## TASK ITEM
Please write out exactly, and only, the lines from the first in the material below to the line containing "use crate::severity;", both included.

++++ RECORD EXCERPTS ++++

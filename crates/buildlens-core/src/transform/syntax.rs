//! Parser failures reported through a loader.
//!
//! ```text
//! Module build failed (from ./node_modules/babel-loader/lib/index.js):
//! SyntaxError: /app/src/index.js: Unexpected token (5:11)
//! ```
//!
//! becomes `Syntax Error: Unexpected token (5:11)` followed by the code frame,
//! with stack frames removed.

use std::sync::OnceLock;

use regex::Regex;

use crate::domain::{EnrichedError, RawError};
use crate::severity;
use crate::transform::Transformer;

pub const NAME: &str = "syntax-error";

static STACK_FRAME: OnceLock<Option<Regex>> = OnceLock::new();
fn stack_frame() -> Option<&'static Regex> {
    STACK_FRAME
        .get_or_init(|| Regex::new(r"(?m)^[ \t]*at[ \t].*:\d+:\d+[ \t)]*(?:\r?\n|$)").ok())
        .as_ref()
}

static BUILD_FAILED: OnceLock<Option<Regex>> = OnceLock::new();
fn build_failed() -> Option<&'static Regex> {
    BUILD_FAILED
        .get_or_init(|| Regex::new(r"^Module build failed[^\n]*?:(?:[ \t]*\r?\n|[ \t]+)").ok())
        .as_ref()
}

// Optional `<path>: ` after the marker; the path must contain a separator.
static SYNTAX_PREFIX: OnceLock<Option<Regex>> = OnceLock::new();
fn syntax_prefix() -> Option<&'static Regex> {
    SYNTAX_PREFIX
        .get_or_init(|| {
            Regex::new(r"(?m)^SyntaxError: (?:(?:[A-Za-z]:)?[^\n:]*[/\\][^\n:]*: )?").ok()
        })
        .as_ref()
}

// Parser failure marker at the start of a line, possibly after a loader wrapper.
static SYNTAX_MARKER: OnceLock<Option<Regex>> = OnceLock::new();
fn syntax_marker() -> Option<&'static Regex> {
    SYNTAX_MARKER
        .get_or_init(|| {
            Regex::new(r"(?m)^(?:Module build failed[^\n]*?:[ \t]+)?Syntax ?Error:").ok()
        })
        .as_ref()
}

/// Host error classes a parser failure can arrive under.
const SYNTAX_ERROR_CLASSES: [&str; 2] = ["ModuleBuildError", "SyntaxError"];

/// Recognizes `SyntaxError` / `Syntax Error` messages.
pub struct SyntaxErrorTransformer;

impl SyntaxErrorTransformer {
    fn matches(raw: &RawError) -> bool {
        if let Some(name) = raw.name.as_deref() {
            if !SYNTAX_ERROR_CLASSES.contains(&name) {
                return false;
            }
        }
        syntax_marker().is_some_and(|re| re.is_match(&raw.message))
    }
}

impl Transformer for SyntaxErrorTransformer {
    fn name(&self) -> &str {
        NAME
    }

    fn transform(&self, raw: &RawError) -> Option<EnrichedError> {
        if !Self::matches(raw) {
            return None;
        }
        let message = clean_message(&raw.message)?;
        Some(EnrichedError::new(NAME, message, severity::SYNTAX_ERROR).with_raw_context(raw))
    }
}

/// Strip stack frames and collapse the loader wrapper. `None` when nothing
/// meaningful is left.
pub fn clean_message(message: &str) -> Option<String> {
    let stack_frame = stack_frame()?;
    let build_failed = build_failed()?;
    let syntax_prefix = syntax_prefix()?;

    let without_stack = stack_frame.replace_all(message, "");
    let unwrapped = build_failed.replace(without_stack.trim_start(), "");
    let cleaned = syntax_prefix.replacen(&unwrapped, 1, "Syntax Error: ");
    let cleaned = cleaned.trim_end();

    if cleaned.is_empty() {
        None
    } else {
        Some(cleaned.to_string())
    }
}
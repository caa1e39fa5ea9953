//! Buildlens CLI
//!
//! The `buildlens` command turns a build host's diagnostics into a short,
//! prioritized console report.
//!
//! ## Commands
//!
//! - `render`: Report one finished build (a `BuildOutcome` JSON document)
//! - `stream`: Follow a watch session given as newline-delimited host events
//! - `config`: Print the effective configuration as TOML

use anyhow::{Context, Result};
use buildlens_core::{
    BuildOutcome, ConsoleSink, FriendlyReporter, MemorySink, OutputSink, Report,
    ReporterBuilder, ReporterConfig, CONFIG_FILE_NAME,
};
use clap::{Parser, Subcommand};
use std::io::{BufRead, BufReader, Read};
use std::path::{Path, PathBuf};
use tracing::{debug, info, Level};

#[derive(Parser)]
#[command(name = "buildlens")]
#[command(author = "Stevedores Org")]
#[command(version = env!("CARGO_PKG_VERSION"))]
#[command(about = "Friendly build diagnostics", long_about = None)]
struct Cli {
    /// Enable verbose output
    #[arg(short, long, global = true)]
    verbose: bool,

    /// Emit JSON-formatted log lines
    #[arg(long, global = true)]
    json: bool,

    /// Config file (default: buildlens.toml in the project root, if present)
    #[arg(short, long, global = true, env = "BUILDLENS_CONFIG")]
    config: Option<PathBuf>,

    /// Project root used for config lookup and package manager detection
    #[arg(long, global = true, default_value = ".")]
    project_root: PathBuf,

    /// Never clear the terminal
    #[arg(long, global = true)]
    no_clear: bool,

    /// Disable colored titles
    #[arg(long, global = true, env = "NO_COLOR")]
    no_color: bool,

    #[command(subcommand)]
    command: Commands,
}

#[derive(Subcommand)]
enum Commands {
    /// Report one finished build
    Render {
        /// BuildOutcome JSON file, or `-` for stdin
        input: PathBuf,

        /// Print the assembled report as JSON instead of console text
        #[arg(long)]
        report_json: bool,

        /// Exit non-zero when the build has errors
        #[arg(long)]
        fail_on_errors: bool,
    },

    /// Follow newline-delimited host events
    Stream {
        /// Event file, or `-` for stdin
        #[arg(default_value = "-")]
        input: PathBuf,
    },

    /// Print the effective configuration
    Config,
}

fn main() -> Result<()> {
    let cli = Cli::parse();

    // Setup logging
    let level = if cli.verbose {
        Level::DEBUG
    } else {
        Level::INFO
    };
    buildlens_core::init_tracing(cli.json, level);

    let mut config = load_config(cli.config.as_deref(), &cli.project_root)?;
    if cli.no_clear {
        config.clear_console = false;
    }

    match cli.command {
        Commands::Render {
            input,
            report_json,
            fail_on_errors,
        } => {
            let outcome: BuildOutcome = read_json(&input)?;
            let report = if report_json {
                let mut reporter = reporter(&config, &cli.project_root).build(MemorySink::new());
                let report = cmd_render(&mut reporter, &outcome)?;
                println!("{}", serde_json::to_string_pretty(&report)?);
                report
            } else {
                let mut reporter =
                    reporter(&config, &cli.project_root).build(console(&config, cli.no_color));
                cmd_render(&mut reporter, &outcome)?
            };
            if fail_on_errors && outcome.has_errors() {
                anyhow::bail!("{}", report.title.subtitle);
            }
            Ok(())
        }
        Commands::Stream { input } => {
            let reader = open_input(&input)?;
            let mut reporter =
                reporter(&config, &cli.project_root).build(console(&config, cli.no_color));
            let handled = cmd_stream(&mut reporter, BufReader::new(reader))?;
            debug!(events = handled, "stream closed");
            Ok(())
        }
        Commands::Config => {
            print!("{}", cmd_config(&config)?);
            Ok(())
        }
    }
}

/// Explicit path, else `buildlens.toml` under the project root, else defaults.
fn load_config(explicit: Option<&Path>, project_root: &Path) -> Result<ReporterConfig> {
    if let Some(path) = explicit {
        return ReporterConfig::load(path)
            .with_context(|| format!("Failed to load config {:?}", path));
    }
    let candidate = project_root.join(CONFIG_FILE_NAME);
    if candidate.is_file() {
        info!(path = %candidate.display(), "using project config");
        return ReporterConfig::load(&candidate)
            .with_context(|| format!("Failed to load config {:?}", candidate));
    }
    Ok(ReporterConfig::default())
}

fn reporter(config: &ReporterConfig, project_root: &Path) -> ReporterBuilder {
    ReporterBuilder::default()
        .config(config.clone())
        .project_root(project_root)
}

fn console(config: &ReporterConfig, no_color: bool) -> ConsoleSink<std::io::Stdout> {
    let sink = ConsoleSink::stdout().with_timestamp(config.show_timestamp);
    if no_color {
        sink.with_color(false)
    } else {
        sink
    }
}

fn open_input(path: &Path) -> Result<Box<dyn Read>> {
    if path == Path::new("-") {
        return Ok(Box::new(std::io::stdin()));
    }
    let file = std::fs::File::open(path).context(format!("Failed to open {:?}", path))?;
    Ok(Box::new(file))
}

fn read_json<T: serde::de::DeserializeOwned>(path: &Path) -> Result<T> {
    let mut content = String::new();
    open_input(path)?
        .read_to_string(&mut content)
        .context(format!("Failed to read {:?}", path))?;
    serde_json::from_str(&content).context(format!("Failed to parse JSON from {:?}", path))
}

fn cmd_render<S: OutputSink>(
    reporter: &mut FriendlyReporter<S>,
    outcome: &BuildOutcome,
) -> Result<Report> {
    reporter
        .on_done(outcome)
        .context("Failed to write report")
}

/// Feed every event line to the reporter. Blank lines are skipped.
fn cmd_stream<S: OutputSink, R: BufRead>(
    reporter: &mut FriendlyReporter<S>,
    reader: R,
) -> Result<usize> {
    let mut handled = 0;
    for (index, line) in reader.lines().enumerate() {
        let line = line.context("Failed to read event stream")?;
        if line.trim().is_empty() {
            continue;
        }
        reporter
            .handle_json(&line)
            .with_context(|| format!("Failed to handle host event on line {}", index + 1))?;
        handled += 1;
    }
    Ok(handled)
}

fn cmd_config(config: &ReporterConfig) -> Result<String> {
    toml::to_string(config).context("Failed to serialize config")
}

#[cfg(test)]
mod tests {
    use super::*;
    use buildlens_core::{CompilationStats, LifecycleState, PackageManager, RawError};

    fn memory_reporter(config: &ReporterConfig) -> FriendlyReporter<MemorySink> {
        reporter(config, Path::new(".")).build(MemorySink::new())
    }

    #[test]
    fn test_load_config_defaults_without_file() {
        let dir = tempfile::tempdir().unwrap();
        let config = load_config(None, dir.path()).unwrap();
        assert_eq!(config, ReporterConfig::default());
    }

    #[test]
    fn test_load_config_from_project_root() {
        let dir = tempfile::tempdir().unwrap();
        std::fs::write(
            dir.path().join(CONFIG_FILE_NAME),
            "clear_console = false\npackage_manager = \"yarn\"\n",
        )
        .unwrap();

        let config = load_config(None, dir.path()).unwrap();
        assert!(!config.clear_console);
        assert_eq!(config.package_manager, Some(PackageManager::Yarn));
    }

    #[test]
    fn test_load_config_explicit_missing_file_fails() {
        let dir = tempfile::tempdir().unwrap();
        let missing = dir.path().join("nope.toml");
        let err = load_config(Some(&missing), dir.path()).unwrap_err();
        assert!(format!("{err:#}").contains("nope.toml"));
    }

    #[test]
    fn test_render_error_outcome() {
        let mut reporter = memory_reporter(&ReporterConfig::default());
        let outcome = BuildOutcome::Single(CompilationStats {
            start_time: 0,
            end_time: 9,
            errors: vec![RawError::new("boom").with_file("./a.js")],
            warnings: Vec::new(),
        });

        let report = cmd_render(&mut reporter, &outcome).unwrap();

        assert_eq!(report.title.subtitle, "Failed to compile with 1 error");
        assert_eq!(reporter.sink().lines()[2], " error  in ./a.js");
    }

    #[test]
    fn test_read_json_outcome_file() {
        let dir = tempfile::tempdir().unwrap();
        let path = dir.path().join("outcome.json");
        std::fs::write(&path, r#"{"stats":[{"start_time":1,"end_time":4}]}"#).unwrap();

        let outcome: BuildOutcome = read_json(&path).unwrap();
        assert_eq!(outcome.children().len(), 1);
    }

    #[test]
    fn test_stream_events() {
        let input = "\
{\"event\":\"invalidated\"}

{\"event\":\"after_compile\"}
{\"event\":\"done\",\"outcome\":{\"start_time\":0,\"end_time\":3}}
";
        let mut reporter = memory_reporter(&ReporterConfig::default());

        let handled = cmd_stream(&mut reporter, input.as_bytes()).unwrap();

        assert_eq!(handled, 3);
        assert_eq!(reporter.state(), LifecycleState::Idle);
        assert_eq!(
            reporter.sink().lines(),
            &[
                " WAIT  Compiling...",
                "",
                " DONE  Compiled successfully in 3ms",
                "",
            ]
        );
    }

    #[test]
    fn test_stream_rejects_bad_event() {
        let mut reporter = memory_reporter(&ReporterConfig::default());
        let err = cmd_stream(&mut reporter, "{\"event\":\"nope\"}\n".as_bytes()).unwrap_err();
        assert!(err.to_string().contains("line 1"));
    }

    #[test]
    fn test_config_roundtrips_through_toml() {
        let config = ReporterConfig {
            clear_console: false,
            show_timestamp: true,
            ..Default::default()
        };
        let text = cmd_config(&config).unwrap();
        assert_eq!(ReporterConfig::from_toml_str(&text).unwrap(), config);
    }
}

++++

## ANSWER TO THIS EXERCISE
filename crates/buildlens-core/src/transform/syntax.rs
//! Parser failures reported through a loader.
//!
//! ```text
//! Module build failed (from ./node_modules/babel-loader/lib/index.js):
//! SyntaxError: /app/src/index.js: Unexpected token (5:11)
//! ```
//!
//! becomes `Syntax Error: Unexpected token (5:11)` followed by the code frame,
//! with stack frames removed.

use std::sync::OnceLock;

use regex::Regex;

use crate::domain::{EnrichedError, RawError};
use crate::severity;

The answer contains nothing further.